兄と壊す少年
中層の雑貨屋は、傾斜街道を下りきる少し手前にあった。
白い石壁の間に挟まれた小さな店で、扉の上には木彫りの鳥が吊るされている。
風が吹くたびに鳥の翼がかすかに揺れ、店先に並べられた小箱や筆入れ、飾り布が陽を受けて柔らかく光っていた。
ルトは店の前で足を止めた。
「ここだ。戦技科の先輩に教えてもらった。武具屋じゃないから、俺はあまり入らないけどな」
「綺麗なお店ですね」
アトカは店先の小箱を眺める。
木製の箱、布張りの箱、金具のついた箱、硝子窓のある箱。
どれも手のひらに収まる大きさで、石片をしまうにはちょうどよさそうだった。
店内へ入ると、乾いた木と香草の匂いがした。
棚には細工物が並び、奥では年配の店主が眼鏡をかけて帳簿をつけている。
ルトが軽く会釈すると、店主も穏やかに頷いた。
「記念品をしまう箱が欲しいんです」
アトカが丁寧に言うと、店主は漆黒のローブと胸元の翡翠色のブローチを一度だけ見た。
それ以上、アトカの姿や身体について尋ねることはなかった。
「石かい、紙かい。それとも、小さな魔導具かい」
「石です。薄緑の石片です」
「それなら、内側に布を張ったものがいい。硬い箱へそのまま入れると、持ち運んだ時に角が欠けることがあるからね」
店主は棚からいくつかの小箱を取り出し、台の上へ並べた。
赤茶色の木箱。黒い布張りの箱。淡い灰色の箱。蓋に花模様が彫られたもの。どれも悪くない。
アトカは一つずつ見比べた。
箱を台へ置き、義手の指で蓋を持ち上げる。
留め具の固さを確かめ、片手でも開けやすいか、布包みごと石を入れられるか、空の左袖が箱へ引っ掛からず、机の上で安定して扱えるかを試していく。
ルトは黙って、その様子を見守った。
昔なら、自分が先に選んでいただろう。
これなら開けやすい。これなら落としにくい。そう言って、弟の前へ箱を差し出していた。

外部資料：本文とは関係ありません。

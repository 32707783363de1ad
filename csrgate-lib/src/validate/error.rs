//! Rejection signals returned by the checks.

use crate::fields::SanType;
use std::fmt;

/// Why a check did not accept a request.
///
/// A [`PolicyViolation`] means the request itself breaks a rule and the
/// requester has to change it. A [`ConfigError`] means the policy, or the
/// way the check was invoked, is wrong and an operator has to fix it.
#[derive(Debug, Clone, PartialEq, Eq, thiserror::Error)]
pub enum ValidationError {
    #[error(transparent)]
    Policy(#[from] PolicyViolation),

    #[error(transparent)]
    Config(#[from] ConfigError),
}

impl ValidationError {
    pub fn is_policy_violation(&self) -> bool {
        matches!(self, ValidationError::Policy(_))
    }

    pub fn is_config_error(&self) -> bool {
        matches!(self, ValidationError::Config(_))
    }

    /// The policy violation, if this is one.
    pub fn policy(&self) -> Option<&PolicyViolation> {
        match self {
            ValidationError::Policy(v) => Some(v),
            ValidationError::Config(_) => None,
        }
    }

    /// The configuration error, if this is one.
    pub fn config(&self) -> Option<&ConfigError> {
        match self {
            ValidationError::Config(c) => Some(c),
            ValidationError::Policy(_) => None,
        }
    }
}

/// A request that breaks the configured policy.
#[derive(Debug, Clone, PartialEq, Eq, thiserror::Error)]
pub enum PolicyViolation {
    #[error("Too many CNs in the request")]
    TooManyCommonNames,

    #[error("No CN found in the request")]
    NoCommonName,

    #[error("Alt subjects have to exist if the main subject doesn't")]
    NoSubjectIdentity,

    #[error("Alt name '{value}' of type {san_type} not allowed in the request")]
    UnexpectedAltNameType { san_type: SanType, value: String },

    #[error("Domain '{name}' not allowed (does not match known domains)")]
    DomainNotAllowed { name: String },

    #[error("Address '{address}' not allowed (does not match known networks)")]
    NetworkNotAllowed { address: String },

    #[error("Domain '{name}' not allowed ({location} blacklisted)")]
    NameBlacklisted { name: String, location: NameLocation },

    #[error("Server prefix '{prefix}' doesn't match user groups")]
    GroupMismatch { prefix: String },

    #[error("Extension '{name}' not allowed")]
    ExtensionNotAllowed { name: String },

    #[error("Found some prohibited key usages: {}", .denied.join(", "))]
    KeyUsageNotAllowed { denied: Vec<String> },

    #[error("Found some prohibited extended key usages: {}", .denied.join(", "))]
    ExtKeyUsageNotAllowed { denied: Vec<String> },

    #[error("CA status requested, but not allowed")]
    CaNotAllowed,

    #[error(
        "Key usage doesn't match requested CA status \
         (keyCertSign/cRLSign: {key_cert_sign}/{crl_sign})"
    )]
    KeyUsageCaMismatch { key_cert_sign: bool, crl_sign: bool },

    #[error("CA flags required")]
    CaFlagsRequired,

    #[error("No network matched the request source '{address}'")]
    SourceNotAllowed { address: String },

    #[error("Signature on the CSR is not valid")]
    InvalidSignature,
}

/// Where a blacklisted name was found.
#[derive(Debug, Clone, Copy, PartialEq, Eq)]
pub enum NameLocation {
    CommonName,
    AltName,
}

impl fmt::Display for NameLocation {
    fn fmt(&self, f: &mut fmt::Formatter<'_>) -> fmt::Result {
        match self {
            NameLocation::CommonName => f.write_str("CN"),
            NameLocation::AltName => f.write_str("alt"),
        }
    }
}

/// A policy that cannot be evaluated as written.
#[derive(Debug, Clone, PartialEq, Eq, thiserror::Error)]
pub enum ConfigError {
    #[error("Unknown usage: {usage}")]
    UnknownUsage { usage: String },

    #[error("Cidr '{cidr}' does not describe a valid network")]
    InvalidCidr { cidr: String },

    #[error("check '{check}' requires an authentication result")]
    MissingAuthResult { check: &'static str },

    #[error("check '{check}' requires request metadata")]
    MissingRequestMetadata { check: &'static str },
}
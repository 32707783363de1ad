//! Ordered sets of checks loaded from configuration.

use super::{
    AlternativeNamesCheck, AlternativeNamesIpCheck, BlacklistNamesCheck, CaStatusCheck,
    CommonNameCheck, CsrSignatureCheck, ExtKeyUsageCheck, ExtensionsCheck, KeyUsageCheck,
    ServerGroupCheck, SourceCidrsCheck, ValidationContext, ValidationError, Validator,
};
use crate::CsrgateError;
use serde::{Deserialize, Serialize};
use std::path::Path;

/// One configured check, tagged by its name.
///
/// In JSON: `{"check": "common_name", "allowed_domains": ["example.com"]}`.
#[derive(Debug, Clone, PartialEq, Eq, Serialize, Deserialize)]
#[serde(tag = "check", rename_all = "snake_case")]
pub enum CheckConfig {
    CommonName(CommonNameCheck),
    AlternativeNames(AlternativeNamesCheck),
    AlternativeNamesIp(AlternativeNamesIpCheck),
    BlacklistNames(BlacklistNamesCheck),
    ServerGroup(ServerGroupCheck),
    Extensions(ExtensionsCheck),
    KeyUsage(KeyUsageCheck),
    ExtKeyUsage(ExtKeyUsageCheck),
    CaStatus(CaStatusCheck),
    SourceCidrs(SourceCidrsCheck),
    CsrSignature(CsrSignatureCheck),
}

impl CheckConfig {
    pub fn validator(&self) -> &dyn Validator {
        match self {
            CheckConfig::CommonName(c) => c,
            CheckConfig::AlternativeNames(c) => c,
            CheckConfig::AlternativeNamesIp(c) => c,
            CheckConfig::BlacklistNames(c) => c,
            CheckConfig::ServerGroup(c) => c,
            CheckConfig::Extensions(c) => c,
            CheckConfig::KeyUsage(c) => c,
            CheckConfig::ExtKeyUsage(c) => c,
            CheckConfig::CaStatus(c) => c,
            CheckConfig::SourceCidrs(c) => c,
            CheckConfig::CsrSignature(c) => c,
        }
    }
}

/// Whether evaluation stops at the first failing check.
#[derive(Debug, Clone, Copy, PartialEq, Eq, Default, Serialize, Deserialize)]
#[serde(rename_all = "snake_case")]
pub enum EvaluationMode {
    /// Stop at the first failure.
    #[default]
    FailFast,
    /// Run every check and report every failure.
    CollectAll,
}

/// An ordered admission policy.
#[derive(Debug, Clone, Default, PartialEq, Eq, Serialize, Deserialize)]
#[serde(deny_unknown_fields)]
pub struct AdmissionPolicy {
    #[serde(default)]
    pub mode: EvaluationMode,
    #[serde(default)]
    pub checks: Vec<CheckConfig>,
}

impl AdmissionPolicy {
    pub fn new(mode: EvaluationMode, checks: Vec<CheckConfig>) -> Self {
        Self { mode, checks }
    }

    /// Parse a policy from its JSON representation.
    pub fn from_json(input: &str) -> Result<Self, CsrgateError> {
        Ok(serde_json::from_str(input)?)
    }

    /// Read and parse a JSON policy file.
    pub fn from_file(path: &Path) -> Result<Self, CsrgateError> {
        let data = std::fs::read_to_string(path)?;
        Self::from_json(&data)
    }

    /// The configured checks, in evaluation order.
    pub fn validators(&self) -> impl Iterator<Item = &dyn Validator> {
        self.checks.iter().map(CheckConfig::validator)
    }

    /// Check every configuration entry without evaluating a request.
    ///
    /// Returns all problems found, in check order.
    pub fn preflight(&self) -> Vec<CheckFailure> {
        self.validators()
            .filter_map(|v| {
                v.preflight()
                    .err()
                    .map(|e| CheckFailure::new(v.name(), e.into()))
            })
            .collect()
    }

    /// Run the configured checks against one request.
    pub fn evaluate(&self, ctx: &ValidationContext<'_>) -> AdmissionResult {
        if self.checks.is_empty() {
            ctx.sink.warn(
                "admission_policy",
                "No checks are configured, every request will be accepted",
            );
        }

        let mut failures = Vec::new();
        for validator in self.validators() {
            match validator.validate(ctx) {
                Ok(()) => tracing::debug!(check = validator.name(), "check passed"),
                Err(e) => {
                    tracing::debug!(check = validator.name(), error = %e, "check failed");
                    failures.push(CheckFailure::new(validator.name(), e));
                    if self.mode == EvaluationMode::FailFast {
                        break;
                    }
                }
            }
        }

        AdmissionResult {
            accepted: failures.is_empty(),
            failures,
        }
    }
}

/// Outcome of evaluating a policy against one request.
#[derive(Debug, Clone, Serialize)]
pub struct AdmissionResult {
    /// Whether every evaluated check accepted the request.
    pub accepted: bool,
    /// Failing checks, in evaluation order (empty if `accepted` is true).
    pub failures: Vec<CheckFailure>,
}

impl AdmissionResult {
    /// Whether any failure comes from a broken configuration rather than
    /// from the request.
    pub fn has_config_errors(&self) -> bool {
        self.failures.iter().any(|f| f.kind == FailureKind::Config)
    }
}

impl std::fmt::Display for AdmissionResult {
    fn fmt(&self, f: &mut std::fmt::Formatter<'_>) -> std::fmt::Result {
        if self.accepted {
            return write!(f, "OK");
        }
        write!(f, "FAIL")?;
        let reasons: Vec<String> = self.failures.iter().map(|x| x.to_string()).collect();
        if !reasons.is_empty() {
            write!(f, ", {}", reasons.join("; "))?;
        }
        Ok(())
    }
}

/// Which side has to act on a failure.
#[derive(Debug, Clone, Copy, PartialEq, Eq, Serialize)]
#[serde(rename_all = "snake_case")]
pub enum FailureKind {
    Policy,
    Config,
}

/// A single failing check.
#[derive(Debug, Clone, Serialize)]
pub struct CheckFailure {
    pub check: &'static str,
    pub kind: FailureKind,
    pub message: String,
    #[serde(skip)]
    pub error: ValidationError,
}

impl CheckFailure {
    pub fn new(check: &'static str, error: ValidationError) -> Self {
        let kind = if error.is_config_error() {
            FailureKind::Config
        } else {
            FailureKind::Policy
        };
        Self {
            check,
            kind,
            message: error.to_string(),
            error,
        }
    }
}

impl std::fmt::Display for CheckFailure {
    fn fmt(&self, f: &mut std::fmt::Formatter<'_>) -> std::fmt::Result {
        write!(f, "{}: {}", self.check, self.message)
    }
}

けれど今、アトカは自分で迷い、自分の身体に合うものを自分で確かめている。
「これにします」
アトカが選んだのは、淡い灰色の木箱だった。
表面に目立った飾りはないが、内側には柔らかな青い布が張られている。
留め具は義手の親指でも押しやすく、蓋を開ける時にも強い力を必要としなかった。
ルトは頷いた。
「いいんじゃないか。石の色も見えやすそうだ」
「はい」
アトカはローブの内側から小さな硬貨袋を取り出した。
袋を台へ置き、義手で口金を開く。必要な硬貨を一枚ずつ取り出し、店主の前へ滑らせていった。
蒼風高原の任務で受け取った報酬の一部だった。
動きは慎重だったが、ルトが手を貸す必要はなかった。
店主は硬貨を受け取り、小箱を薄い紙で包んだ。片手でも開けやすいよう、紐ではなく幅の広い紙帯を巻いて留めてくれる。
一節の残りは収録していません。